- Exercise:
Produce an exact copy of the first line of the data below and each line after it, please, up to and including the one with "use crate::error::SwapError;".

═══ Input

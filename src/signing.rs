// Client-side signing handoff
//
// The pipeline never touches a private key. After the unsigned transaction
// is built, control returns to the caller carrying the encoded payload; the
// wallet signs (or declines) out of band and the caller resumes the
// pipeline with exactly one of deliver_signature / reject, or the deadline
// lapses. No polling or blocking wait happens here.
//
// States: awaiting-signature -> { signed | rejected | expired }, all three
// terminal. The signed payload is only obtainable from the signed state, so
// nothing can reach the broadcaster from any other state.

use std::time::{Duration, Instant};

use tracing::{debug, info, warn};

use crate::chain::codec;
use crate::error::SwapError;
use crate::types::{SignedSwapTransaction, UnsignedSwapTransaction};

/// Default upper bound on how long a wallet may take to respond
pub const DEFAULT_SIGNING_TIMEOUT: Duration = Duration::from_secs(120);

#[derive(Debug, Clone, Copy, PartialEq, Eq)]
pub enum HandoffState {
    AwaitingSignature,
    Signed,
    Rejected,
    Expired,
}

/// One signing handoff for one unsigned transaction. Single-use.
#[derive(Debug)]
pub struct SigningHandoff {
    unsigned: UnsignedSwapTransaction,
    encoded: String,
    state: HandoffState,
    opened_at: Instant,
    timeout: Duration,
    signed: Option<SignedSwapTransaction>,
    rejection_reason: Option<String>,
}

impl SigningHandoff {
    /// Open a handoff, entering awaiting-signature immediately.
    pub fn open(
        unsigned: UnsignedSwapTransaction,
        timeout: Duration,
    ) -> Result<Self, SwapError> {
        let encoded = codec::encode_transaction(&unsigned.tx)?;
        info!(
            required_signers = unsigned.required_signers,
            timeout_secs = timeout.as_secs(),
            "signing handoff opened"
        );
        Ok(Self {
            unsigned,
            encoded,
            state: HandoffState::AwaitingSignature,
            opened_at: Instant::now(),
            timeout,
            signed: None,
            rejection_reason: None,
        })
    }

    pub fn state(&self) -> HandoffState {
        self.state
    }

    /// Encoded unsigned transaction for the caller to forward to the wallet.
    pub fn encoded_transaction(&self) -> &str {
        &self.encoded
    }

    fn deadline_passed(&self) -> bool {
        self.opened_at.elapsed() > self.timeout
    }

    /// Transition to expired if the deadline has lapsed while still
    /// awaiting a signature. Returns true if a transition happened.
    pub fn expire_if_due(&mut self) -> bool {
        if self.state == HandoffState::AwaitingSignature && self.deadline_passed() {
            warn!("signing handoff expired without a wallet response");
            self.state = HandoffState::Expired;
            return true;
        }
        false
    }

    fn ensure_awaiting(&mut self) -> Result<(), SwapError> {
        if self.expire_if_due() {
            return Err(SwapError::SignatureExpired);
        }
        match self.state {
            HandoffState::AwaitingSignature => Ok(()),
            HandoffState::Signed => Err(SwapError::InvalidHandoffState(
                "a signature was already delivered".to_string(),
            )),
            HandoffState::Rejected => Err(SwapError::InvalidHandoffState(
                "the signature request was already rejected".to_string(),
            )),
            HandoffState::Expired => Err(SwapError::SignatureExpired),
        }
    }

    /// Accept signed wire text from the wallet.
    ///
    /// The payload must decode, must carry the exact message that was
    /// handed off, and must be fully signed; otherwise the handoff stays in
    /// awaiting-signature and the error is returned to the caller.
    pub fn deliver_signature(&mut self, text: &str) -> Result<(), SwapError> {
        self.ensure_awaiting()?;

        let decoded = codec::decode_transaction(text)?;
        if decoded.tx.message != self.unsigned.tx.message {
            return Err(SwapError::MalformedTransaction(
                "signed payload does not match the transaction that was handed off".to_string(),
            ));
        }
        let signed = SignedSwapTransaction::try_new(decoded.tx)?;

        debug!(signature = %signed.signature(), "signature delivered");
        self.state = HandoffState::Signed;
        self.signed = Some(signed);
        Ok(())
    }

    /// Record that the user declined to sign.
    pub fn reject(&mut self, reason: impl Into<String>) -> Result<(), SwapError> {
        self.ensure_awaiting()?;
        let reason = reason.into();
        info!(%reason, "signature request rejected by user");
        self.state = HandoffState::Rejected;
        self.rejection_reason = Some(reason);
        Ok(())
    }

    /// Take the signed transaction, consuming the signed state's payload.
    /// Fails with the state-specific error from any other state.
    pub fn take_signed(&mut self) -> Result<SignedSwapTransaction, SwapError> {
        self.expire_if_due();
        match self.state {
            HandoffState::Signed => self.signed.take().ok_or_else(|| {
                SwapError::InvalidHandoffState("signed transaction already taken".to_string())
            }),
            HandoffState::AwaitingSignature => Err(SwapError::InvalidHandoffState(
                "no signature has been delivered yet".to_string(),
            )),
            HandoffState::Rejected => Err(SwapError::SignatureRejected(
                self.rejection_reason
                    .clone()
                    .unwrap_or_else(|| "user declined the signature request".to_string()),
            )),
            HandoffState::Expired => Err(SwapError::SignatureExpired),
        }
    }
}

══════

- Problem solution:
filename src/signing.rs
// Client-side signing handoff
//
// The pipeline never touches a private key. After the unsigned transaction
// is built, control returns to the caller carrying the encoded payload; the
// wallet signs (or declines) out of band and the caller resumes the
// pipeline with exactly one of deliver_signature / reject, or the deadline
// lapses. No polling or blocking wait happens here.
//
// States: awaiting-signature -> { signed | rejected | expired }, all three
// terminal. The signed payload is only obtainable from the signed state, so
// nothing can reach the broadcaster from any other state.

use std::time::{Duration, Instant};

use tracing::{debug, info, warn};

use crate::chain::codec;
use crate::error::SwapError;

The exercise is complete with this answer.